=== Input material ===
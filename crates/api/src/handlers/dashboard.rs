//! Handlers for the dashboard summary and the flat stats endpoint.

use actiontrack_db::models::action_item::ActionItemWithNames;
use actiontrack_db::models::stats::StatsSummary;
use actiontrack_db::repositories::{ActionItemRepo, StatsRepo};
use axum::extract::State;
use axum::Json;
use serde::Serialize;

use crate::error::AppResult;
use crate::response::DataResponse;
use crate::state::AppState;

/// Number of recently created action items shown on the dashboard.
pub const RECENT_ACTIONS_LIMIT: i64 = 10;

/// Headline numbers shown at the top of the dashboard.
#[derive(Debug, Serialize)]
pub struct DashboardStats {
    pub total_managers: i64,
    pub total_employees: i64,
    pub total_actions: i64,
    pub pending_actions: i64,
    pub completed_actions: i64,
}

impl From<StatsSummary> for DashboardStats {
    fn from(s: StatsSummary) -> Self {
        Self {
            total_managers: s.managers,
            total_employees: s.employees,
            total_actions: s.total_actions,
            pending_actions: s.pending,
            completed_actions: s.completed,
        }
    }
}

/// Dashboard payload: headline numbers plus the newest action items.
#[derive(Debug, Serialize)]
pub struct Dashboard {
    pub stats: DashboardStats,
    pub recent_actions: Vec<ActionItemWithNames>,
}

/// GET /api/v1/dashboard
pub async fn dashboard(State(state): State<AppState>) -> AppResult<Json<DataResponse<Dashboard>>> {
    let summary = StatsRepo::summary(&state.pool).await?;
    let recent_actions = ActionItemRepo::list_recent(&state.pool, RECENT_ACTIONS_LIMIT).await?;

    Ok(Json(DataResponse {
        data: Dashboard {
            stats: summary.into(),
            recent_actions,
        },
    }))
}

/// GET /api/stats
///
/// Flat key/value counts, no envelope.
pub async fn stats(State(state): State<AppState>) -> AppResult<Json<StatsSummary>> {
    let summary = StatsRepo::summary(&state.pool).await?;
    Ok(Json(summary))
}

=== Exercise goal ===
The reply should be nothing but the number of lines in the entries that include "items".

=== Response below ===
2